Ecrivain n’était pas mon métier. Je suis un scientifique et j’ai œuvré dans l’informatique depuis ses débuts, lorsqu’on utilisait d’immenses armoires qui mangeaient des monceaux de cartes perforées. Je me suis spécialisé dans les systèmes d’information sur les incendies de forêts, ce qui m’a permis d’intervenir, comme consultant, pour le CEE et l’ONU et de parcourir d’une manière bien peu touristique des pays qu’on retrouve dans mes romans.

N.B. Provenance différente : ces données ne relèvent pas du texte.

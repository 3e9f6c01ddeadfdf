//! Physical lab locations.

use chrono::{DateTime, Utc};
use serde::{Deserialize, Serialize};
use uuid::Uuid;

/// A room or area where equipment lives.
#[derive(Debug, Clone, PartialEq, Serialize, Deserialize)]
pub struct Location {
    pub id: Uuid,
    /// Unique name.
    pub name: String,
    pub building: Option<String>,
    pub floor: Option<String>,
    pub room: Option<String>,
    pub description: Option<String>,
    pub is_active: bool,
    pub created_at: DateTime<Utc>,
    pub updated_at: DateTime<Utc>,
}

impl Location {
    pub fn new(name: impl Into<String>) -> Self {
        let now = Utc::now();
        Self {
            id: Uuid::new_v4(),
            name: name.into(),
            building: None,
            floor: None,
            room: None,
            description: None,
            is_active: true,
            created_at: now,
            updated_at: now,
        }
    }
}

#[derive(Debug, Clone, Default, Serialize, Deserialize)]
pub struct LocationUpdate {
    pub name: Option<String>,
    pub building: Option<Option<String>>,
    pub floor: Option<Option<String>>,
    pub room: Option<Option<String>>,
    pub description: Option<Option<String>>,
    pub is_active: Option<bool>,
}

#[derive(Debug, Clone, Default)]
pub struct LocationFilter {
    pub is_active: Option<bool>,
    pub search: Option<String>,
}
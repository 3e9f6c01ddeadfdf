//! Configuration loading for the lab portal CLI.

use anyhow::{Context, Result};
use lp_core::db::PoolOptions;
use lp_observability::LoggingConfig;
use serde::{Deserialize, Serialize};
use std::path::{Path, PathBuf};
use std::time::Duration;

/// Application configuration.
#[derive(Debug, Clone, Default, PartialEq, Serialize, Deserialize)]
pub struct AppConfig {
    /// HTTP server settings.
    #[serde(default)]
    pub server: ServerConfig,

    /// Database settings.
    #[serde(default)]
    pub database: DatabaseConfig,

    /// Logging configuration.
    #[serde(default)]
    pub logging: LoggingConfig,
}

impl AppConfig {
    /// Loads configuration from a YAML file.
    pub fn load(path: &Path) -> Result<Self> {
        let contents = std::fs::read_to_string(path)
            .with_context(|| format!("Failed to read config file: {}", path.display()))?;

        let config: Self = serde_yaml::from_str(&contents)
            .with_context(|| format!("Failed to parse config file: {}", path.display()))?;

        Ok(config)
    }

    /// Loads `path` if given, else the platform config file if it exists,
    /// else the defaults. An explicitly named file must exist.
    pub fn resolve(path: Option<&Path>) -> Result<(Self, Option<PathBuf>)> {
        if let Some(path) = path {
            return Ok((Self::load(path)?, Some(path.to_path_buf())));
        }

        match default_config_path() {
            Some(path) if path.exists() => Ok((Self::load(&path)?, Some(path))),
            _ => Ok((Self::default(), None)),
        }
    }

    /// Saves configuration to a file.
    pub fn save(&self, path: &Path) -> Result<()> {
        let contents = serde_yaml::to_string(self)?;
        std::fs::write(path, contents)
            .with_context(|| format!("Failed to write config file: {}", path.display()))?;
        Ok(())
    }
}

/// Platform config file, e.g. `~/.config/lab-portal/config.yaml` on Linux.
pub fn default_config_path() -> Option<PathBuf> {
    directories::ProjectDirs::from("com", "lab-portal", "lab-portal")
        .map(|dirs| dirs.config_dir().join("config.yaml"))
}

/// HTTP server settings.
#[derive(Debug, Clone, PartialEq, Serialize, Deserialize)]
pub struct ServerConfig {
    #[serde(default = "default_host")]
    pub host: String,

    #[serde(default = "default_port")]
    pub port: u16,

    /// Requests running longer than this are aborted.
    #[serde(default = "default_request_timeout")]
    pub request_timeout_secs: u64,

    #[serde(default = "default_true")]
    pub enable_swagger: bool,

    /// Allowed CORS origins; empty allows any.
    #[serde(default)]
    pub cors_origins: Vec<String>,
}

fn default_host() -> String {
    "127.0.0.1".to_string()
}

fn default_port() -> u16 {
    8080
}

fn default_request_timeout() -> u64 {
    30
}

fn default_true() -> bool {
    true
}

impl Default for ServerConfig {
    fn default() -> Self {
        Self {
            host: default_host(),
            port: default_port(),
            request_timeout_secs: default_request_timeout(),
            enable_swagger: true,
            cors_origins: Vec::new(),
        }
    }
}

/// Database settings.
#[derive(Debug, Clone, PartialEq, Serialize, Deserialize)]
pub struct DatabaseConfig {
    /// `sqlite:` URL; `mode=rwc` creates the file on first start.
    #[serde(default = "default_database_url")]
    pub url: String,

    #[serde(default = "default_max_connections")]
    pub max_connections: u32,

    #[serde(default = "default_min_connections")]
    pub min_connections: u32,

    #[serde(default = "default_acquire_timeout")]
    pub acquire_timeout_secs: u64,
}

fn default_database_url() -> String {
    "sqlite://lab-portal.db?mode=rwc".to_string()
}

fn default_max_connections() -> u32 {
    10
}

fn default_min_connections() -> u32 {
    1
}

fn default_acquire_timeout() -> u64 {
    30
}

impl Default for DatabaseConfig {
    fn default() -> Self {
        Self {
            url: default_database_url(),
            max_connections: default_max_connections(),
            min_connections: default_min_connections(),
            acquire_timeout_secs: default_acquire_timeout(),
        }
    }
}

impl DatabaseConfig {
    pub fn pool_options(&self) -> PoolOptions {
        PoolOptions {
            max_connections: self.max_connections,
            min_connections: self.min_connections,
            acquire_timeout: Duration::from_secs(self.acquire_timeout_secs),
            ..PoolOptions::default()
        }
    }
}
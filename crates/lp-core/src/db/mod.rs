//! Database layer for the lab request portal.
//!
//! SQLite through SQLx. One repository per entity, each behind an
//! `async_trait` so handlers only see `Box<dyn ...Repository>`.

mod convert;
mod error;
mod pagination;
mod pool;
mod schema;

pub mod backup_repo;
pub mod capability_repo;
pub mod equipment_repo;
pub mod io_repo;
pub mod location_repo;
pub mod request_repo;
pub mod sample_repo;
pub mod test_method_repo;
pub mod user_repo;

#[cfg(test)]
pub(crate) mod test_support;

pub use error::DbError;
pub use pagination::{PaginatedResult, Pagination, DEFAULT_PAGE_SIZE, MAX_PAGE_SIZE};
pub use pool::{
    create_memory_pool, create_pool, create_pool_with_options, escape_like_pattern,
    make_like_pattern, DbPool, PoolOptions, WriteTransaction,
};
pub use schema::run_migrations;

// Repository traits and types
pub use backup_repo::{Backup, BackupRepository, RestoreSummary, BACKUP_FORMAT_VERSION};
pub use capability_repo::CapabilityRepository;
pub use equipment_repo::EquipmentRepository;
pub use io_repo::IoRepository;
pub use location_repo::LocationRepository;
pub use request_repo::RequestRepository;
pub use sample_repo::SampleRepository;
pub use test_method_repo::TestMethodRepository;
pub use user_repo::UserRepository;

// Factory functions
pub use backup_repo::create_backup_repository;
pub use capability_repo::create_capability_repository;
pub use equipment_repo::create_equipment_repository;
pub use io_repo::create_io_repository;
pub use location_repo::create_location_repository;
pub use request_repo::create_request_repository;
pub use sample_repo::create_sample_repository;
pub use test_method_repo::create_test_method_repository;
pub use user_repo::create_user_repository;
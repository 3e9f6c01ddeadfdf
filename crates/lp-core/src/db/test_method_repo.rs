//! Test method catalog repository.

use super::convert;
use super::{make_like_pattern, DbError, DbPool};
use crate::models::{TestMethod, TestMethodFilter, TestMethodUpdate};
use async_trait::async_trait;
use chrono::Utc;
use sqlx::SqliteConnection;
use uuid::Uuid;

#[async_trait]
pub trait TestMethodRepository: Send + Sync {
    async fn create(&self, method: &TestMethod) -> Result<TestMethod, DbError>;
    async fn get(&self, id: Uuid) -> Result<Option<TestMethod>, DbError>;
    async fn list(&self, filter: &TestMethodFilter) -> Result<Vec<TestMethod>, DbError>;
    async fn update(&self, id: Uuid, update: &TestMethodUpdate) -> Result<TestMethod, DbError>;
    async fn delete(&self, id: Uuid) -> Result<bool, DbError>;
}

const SELECT_TEST_METHOD: &str = "SELECT id, code, name, capability_id, equipment_id, price, turnaround_days, sample_requirement, is_active, created_at, updated_at FROM test_methods";

pub struct SqliteTestMethodRepository {
    pool: sqlx::SqlitePool,
}

impl SqliteTestMethodRepository {
    pub fn new(pool: sqlx::SqlitePool) -> Self {
        Self { pool }
    }
}

#[async_trait]
impl TestMethodRepository for SqliteTestMethodRepository {
    async fn create(&self, method: &TestMethod) -> Result<TestMethod, DbError> {
        let mut conn = self.pool.acquire().await?;
        insert_test_method(&mut conn, method).await?;
        Ok(method.clone())
    }

    async fn get(&self, id: Uuid) -> Result<Option<TestMethod>, DbError> {
        let row: Option<TestMethodRow> =
            sqlx::query_as(&format!("{} WHERE id = ?", SELECT_TEST_METHOD))
                .bind(id.to_string())
                .fetch_optional(&self.pool)
                .await?;

        row.map(TryInto::try_into).transpose()
    }

    async fn list(&self, filter: &TestMethodFilter) -> Result<Vec<TestMethod>, DbError> {
        let mut query = format!("{} WHERE 1=1", SELECT_TEST_METHOD);
        let mut params: Vec<String> = Vec::new();

        if let Some(capability_id) = filter.capability_id {
            query.push_str(" AND capability_id = ?");
            params.push(capability_id.to_string());
        }

        if let Some(is_active) = filter.is_active {
            query.push_str(" AND is_active = ?");
            params.push(if is_active { "1" } else { "0" }.to_string());
        }

        if let Some(search) = &filter.search {
            query.push_str(r" AND (code LIKE ? ESCAPE '\' OR name LIKE ? ESCAPE '\')");
            let pattern = make_like_pattern(search);
            params.push(pattern.clone());
            params.push(pattern);
        }

        query.push_str(" ORDER BY code ASC");

        let mut sqlx_query = sqlx::query_as::<_, TestMethodRow>(&query);
        for param in params {
            sqlx_query = sqlx_query.bind(param);
        }

        let rows = sqlx_query.fetch_all(&self.pool).await?;
        rows.into_iter().map(TryInto::try_into).collect()
    }

    async fn update(&self, id: Uuid, update: &TestMethodUpdate) -> Result<TestMethod, DbError> {
        let mut method = self
            .get(id)
            .await?
            .ok_or_else(|| DbError::not_found("TestMethod", id))?;

        if let Some(code) = &update.code {
            method.code = code.clone();
        }
        if let Some(name) = &update.name {
            method.name = name.clone();
        }
        if let Some(capability_id) = update.capability_id {
            method.capability_id = capability_id;
        }
        if let Some(equipment_id) = update.equipment_id {
            method.equipment_id = equipment_id;
        }
        if let Some(price) = update.price {
            method.price = price;
        }
        if let Some(turnaround_days) = update.turnaround_days {
            method.turnaround_days = turnaround_days;
        }
        if let Some(sample_requirement) = &update.sample_requirement {
            method.sample_requirement = sample_requirement.clone();
        }
        if let Some(is_active) = update.is_active {
            method.is_active = is_active;
        }
        method.updated_at = Utc::now();

        sqlx::query(
            r#"
            UPDATE test_methods
            SET code = ?, name = ?, capability_id = ?, equipment_id = ?, price = ?,
                turnaround_days = ?, sample_requirement = ?, is_active = ?, updated_at = ?
            WHERE id = ?
            "#,
        )
        .bind(&method.code)
        .bind(&method.name)
        .bind(method.capability_id.to_string())
        .bind(method.equipment_id.map(|id| id.to_string()))
        .bind(method.price)
        .bind(method.turnaround_days)
        .bind(&method.sample_requirement)
        .bind(method.is_active)
        .bind(method.updated_at.to_rfc3339())
        .bind(id.to_string())
        .execute(&self.pool)
        .await?;

        Ok(method)
    }

    async fn delete(&self, id: Uuid) -> Result<bool, DbError> {
        let result = sqlx::query("DELETE FROM test_methods WHERE id = ?")
            .bind(id.to_string())
            .execute(&self.pool)
            .await?;

        Ok(result.rows_affected() > 0)
    }
}

pub fn create_test_method_repository(pool: &DbPool) -> Box<dyn TestMethodRepository> {
    Box::new(SqliteTestMethodRepository::new(pool.inner().clone()))
}

pub(crate) async fn insert_test_method(
    conn: &mut SqliteConnection,
    method: &TestMethod,
) -> Result<(), DbError> {
    sqlx::query(
        r#"
        INSERT INTO test_methods (id, code, name, capability_id, equipment_id, price, turnaround_days,
                                  sample_requirement, is_active, created_at, updated_at)
        VALUES (?, ?, ?, ?, ?, ?, ?, ?, ?, ?, ?)
        "#,
    )
    .bind(method.id.to_string())
    .bind(&method.code)
    .bind(&method.name)
    .bind(method.capability_id.to_string())
    .bind(method.equipment_id.map(|id| id.to_string()))
    .bind(method.price)
    .bind(method.turnaround_days)
    .bind(&method.sample_requirement)
    .bind(method.is_active)
    .bind(method.created_at.to_rfc3339())
    .bind(method.updated_at.to_rfc3339())
    .execute(&mut *conn)
    .await?;

    Ok(())
}

/// Loads the given methods. Unknown ids are simply absent from the result.
pub(crate) async fn fetch_test_methods(
    conn: &mut SqliteConnection,
    ids: &[Uuid],
) -> Result<Vec<TestMethod>, DbError> {
    if ids.is_empty() {
        return Ok(Vec::new());
    }

    let placeholders = vec!["?"; ids.len()].join(", ");
    let query = format!("{} WHERE id IN ({})", SELECT_TEST_METHOD, placeholders);

    let mut sqlx_query = sqlx::query_as::<_, TestMethodRow>(&query);
    for id in ids {
        sqlx_query = sqlx_query.bind(id.to_string());
    }

    let rows = sqlx_query.fetch_all(&mut *conn).await?;
    rows.into_iter().map(TryInto::try_into).collect()
}

pub(crate) async fn fetch_all_test_methods(
    conn: &mut SqliteConnection,
) -> Result<Vec<TestMethod>, DbError> {
    let rows: Vec<TestMethodRow> = sqlx::query_as(&format!("{} ORDER BY code", SELECT_TEST_METHOD))
        .fetch_all(&mut *conn)
        .await?;

    rows.into_iter().map(TryInto::try_into).collect()
}

#[derive(sqlx::FromRow)]
struct TestMethodRow {
    id: String,
    code: String,
    name: String,
    capability_id: String,
    equipment_id: Option<String>,
    price: f64,
    turnaround_days: i64,
    sample_requirement: Option<String>,
    is_active: bool,
    created_at: String,
    updated_at: String,
}

impl TryFrom<TestMethodRow> for TestMethod {
    type Error = DbError;

    fn try_from(row: TestMethodRow) -> Result<Self, Self::Error> {
        Ok(TestMethod {
            id: convert::uuid(&row.id)?,
            code: row.code,
            name: row.name,
            capability_id: convert::uuid(&row.capability_id)?,
            equipment_id: convert::opt_uuid(row.equipment_id)?,
            price: row.price,
            turnaround_days: row.turnaround_days,
            sample_requirement: row.sample_requirement,
            is_active: row.is_active,
            created_at: convert::timestamp(&row.created_at)?,
            updated_at: convert::timestamp(&row.updated_at)?,
        })
    }
}

#[cfg(test)]
mod tests {
    use super::*;
    use crate::db::{create_capability_repository, create_memory_pool};
    use crate::models::Capability;

    #[tokio::test]
    async fn test_create_update_list() {
        let db = create_memory_pool().await.unwrap();
        let cap = Capability::new("Thermal Analysis", "TA");
        create_capability_repository(&db).create(&cap).await.unwrap();
        let repo = create_test_method_repository(&db);

        let mut dsc = TestMethod::new("TA-DSC", "DSC melting point", cap.id);
        dsc.price = 120.0;
        dsc.turnaround_days = 5;
        repo.create(&dsc).await.unwrap();
        repo.create(&TestMethod::new("TA-TGA", "TGA", cap.id)).await.unwrap();

        let updated = repo
            .update(
                dsc.id,
                &TestMethodUpdate {
                    price: Some(150.0),
                    is_active: Some(false),
                    ..Default::default()
                },
            )
            .await
            .unwrap();
        assert_eq!(updated.price, 150.0);
        assert_eq!(updated.turnaround_days, 5);

        let active = repo
            .list(&TestMethodFilter {
                capability_id: Some(cap.id),
                is_active: Some(true),
                ..Default::default()
            })
            .await
            .unwrap();
        assert_eq!(active.len(), 1);
        assert_eq!(active[0].code, "TA-TGA");
    }

    #[tokio::test]
    async fn test_fetch_many_skips_unknown_ids() {
        let db = create_memory_pool().await.unwrap();
        let cap = Capability::new("Thermal Analysis", "TA");
        create_capability_repository(&db).create(&cap).await.unwrap();
        let repo = create_test_method_repository(&db);
        let dsc = TestMethod::new("TA-DSC", "DSC", cap.id);
        repo.create(&dsc).await.unwrap();

        let mut conn = db.inner().acquire().await.unwrap();
        let found = fetch_test_methods(&mut conn, &[dsc.id, Uuid::new_v4()])
            .await
            .unwrap();
        assert_eq!(found.len(), 1);
        assert!(fetch_test_methods(&mut conn, &[]).await.unwrap().is_empty());
    }
}
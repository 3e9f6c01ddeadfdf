//! Whole-database export and restore.

use super::capability_repo::{fetch_all_capabilities, insert_capability};
use super::equipment_repo::{fetch_all_equipment, insert_equipment};
use super::io_repo::{fetch_all_ios, insert_io};
use super::location_repo::{fetch_all_locations, insert_location};
use super::request_repo::{fetch_all_requests, insert_request};
use super::sample_repo::{fetch_all_samples, insert_sample};
use super::test_method_repo::{fetch_all_test_methods, insert_test_method};
use super::user_repo::{fetch_all_users, insert_user};
use super::{DbError, DbPool};
use crate::models::{
    Capability, Equipment, Io, Location, Request, TestMethod, TestingSample, User,
};
use async_trait::async_trait;
use chrono::{DateTime, Utc};
use serde::{Deserialize, Serialize};
use tracing::{info, instrument};

/// Version written into every exported document.
pub const BACKUP_FORMAT_VERSION: u32 = 1;

/// A full snapshot of every collection.
#[derive(Debug, Clone, PartialEq, Serialize, Deserialize)]
pub struct Backup {
    pub format_version: u32,
    pub exported_at: DateTime<Utc>,
    pub capabilities: Vec<Capability>,
    pub locations: Vec<Location>,
    pub equipment: Vec<Equipment>,
    pub test_methods: Vec<TestMethod>,
    pub users: Vec<User>,
    pub ios: Vec<Io>,
    pub requests: Vec<Request>,
    pub testing_samples: Vec<TestingSample>,
}

/// Row counts per collection, reported after a restore.
#[derive(Debug, Clone, Default, PartialEq, Eq, Serialize, Deserialize)]
pub struct RestoreSummary {
    pub capabilities: usize,
    pub locations: usize,
    pub equipment: usize,
    pub test_methods: usize,
    pub users: usize,
    pub ios: usize,
    pub requests: usize,
    pub testing_samples: usize,
}

impl From<&Backup> for RestoreSummary {
    fn from(backup: &Backup) -> Self {
        Self {
            capabilities: backup.capabilities.len(),
            locations: backup.locations.len(),
            equipment: backup.equipment.len(),
            test_methods: backup.test_methods.len(),
            users: backup.users.len(),
            ios: backup.ios.len(),
            requests: backup.requests.len(),
            testing_samples: backup.testing_samples.len(),
        }
    }
}

#[async_trait]
pub trait BackupRepository: Send + Sync {
    /// Dumps every collection.
    async fn export(&self) -> Result<Backup, DbError>;

    /// Replaces every collection with the backup's content.
    ///
    /// Runs in one transaction: either the whole backup is loaded or the
    /// database is left as it was.
    async fn restore(&self, backup: &Backup) -> Result<RestoreSummary, DbError>;
}

pub struct SqliteBackupRepository {
    pool: sqlx::SqlitePool,
}

impl SqliteBackupRepository {
    pub fn new(pool: sqlx::SqlitePool) -> Self {
        Self { pool }
    }
}

// Children before parents.
const DELETE_ORDER: &[&str] = &[
    "testing_samples",
    "requests",
    "test_methods",
    "users",
    "equipment",
    "ios",
    "locations",
    "capabilities",
];

#[async_trait]
impl BackupRepository for SqliteBackupRepository {
    async fn export(&self) -> Result<Backup, DbError> {
        // A read transaction gives a consistent snapshot across tables.
        let mut tx = self.pool.begin().await?;

        let backup = Backup {
            format_version: BACKUP_FORMAT_VERSION,
            exported_at: Utc::now(),
            capabilities: fetch_all_capabilities(&mut tx).await?,
            locations: fetch_all_locations(&mut tx).await?,
            equipment: fetch_all_equipment(&mut tx).await?,
            test_methods: fetch_all_test_methods(&mut tx).await?,
            users: fetch_all_users(&mut tx).await?,
            ios: fetch_all_ios(&mut tx).await?,
            requests: fetch_all_requests(&mut tx).await?,
            testing_samples: fetch_all_samples(&mut tx).await?,
        };

        tx.commit().await?;
        Ok(backup)
    }

    #[instrument(skip_all, fields(format_version = backup.format_version))]
    async fn restore(&self, backup: &Backup) -> Result<RestoreSummary, DbError> {
        if backup.format_version != BACKUP_FORMAT_VERSION {
            return Err(DbError::Validation(format!(
                "Unsupported backup format version {} (expected {})",
                backup.format_version, BACKUP_FORMAT_VERSION
            )));
        }

        let mut tx = DbPool::from_pool(self.pool.clone()).begin_write().await?;

        for table in DELETE_ORDER {
            sqlx::query(&format!("DELETE FROM {}", table))
                .execute(&mut *tx)
                .await?;
        }

        for capability in &backup.capabilities {
            insert_capability(&mut tx, capability).await?;
        }
        for location in &backup.locations {
            insert_location(&mut tx, location).await?;
        }
        for equipment in &backup.equipment {
            insert_equipment(&mut tx, equipment).await?;
        }
        for method in &backup.test_methods {
            insert_test_method(&mut tx, method).await?;
        }
        for user in &backup.users {
            insert_user(&mut tx, user).await?;
        }
        for io in &backup.ios {
            insert_io(&mut tx, io).await?;
        }
        for request in &backup.requests {
            insert_request(&mut tx, request).await?;
        }
        for sample in &backup.testing_samples {
            insert_sample(&mut tx, sample).await?;
        }

        tx.commit().await?;

        let summary = RestoreSummary::from(backup);
        info!(
            requests = summary.requests,
            samples = summary.testing_samples,
            "Backup restored"
        );
        Ok(summary)
    }
}

pub fn create_backup_repository(pool: &DbPool) -> Box<dyn BackupRepository> {
    Box::new(SqliteBackupRepository::new(pool.inner().clone()))
}
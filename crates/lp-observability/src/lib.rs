//! # lp-observability
//!
//! Structured logging for the lab request portal, built on `tracing`.

pub mod logging;

pub use logging::{init_logging, init_logging_with_config, LoggingConfig, LoggingError};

En ce qui concerne mes œuvres précédentes, il est difficile d’en parler précisément à cause de leur volume. Sachez que mon héros récurrent est un bistrot (de l’Estaque). J’ai publié aujourd’hui 21 polars sur des sujets très divers : la spoliation de biens sous l’Italie mussolinienne, le mystère du théorème de Fermat, le génocide des Arméniens, les extraterrestres, le milieu marseillais, l’assassinat de Kennedy, le colonialisme, la rente nucléaire en Polynésie, les zoos humains, les guerres coloniales, le trésor des nazis, le créationnisme, le collaboration, mai 68, l’épuration, l’accouchement sous X, la destruction des vieux quartiers à Marseille, la pauvreté, la phobie des épidémies, la Grèce des colonels, la mafia sicilienne, la résurgence du franquisme, les généraux argentins, la xénophobie…. Et après ça, on me traite toujours d’auteur marseillais !
Votre rêve le plus cher ?
Vivre dans un monde de fraternité.
Je vous remercie beaucoup pour avoir pris le temps de répondre à ces questions et suis impatiente de découvrir votre prochain roman.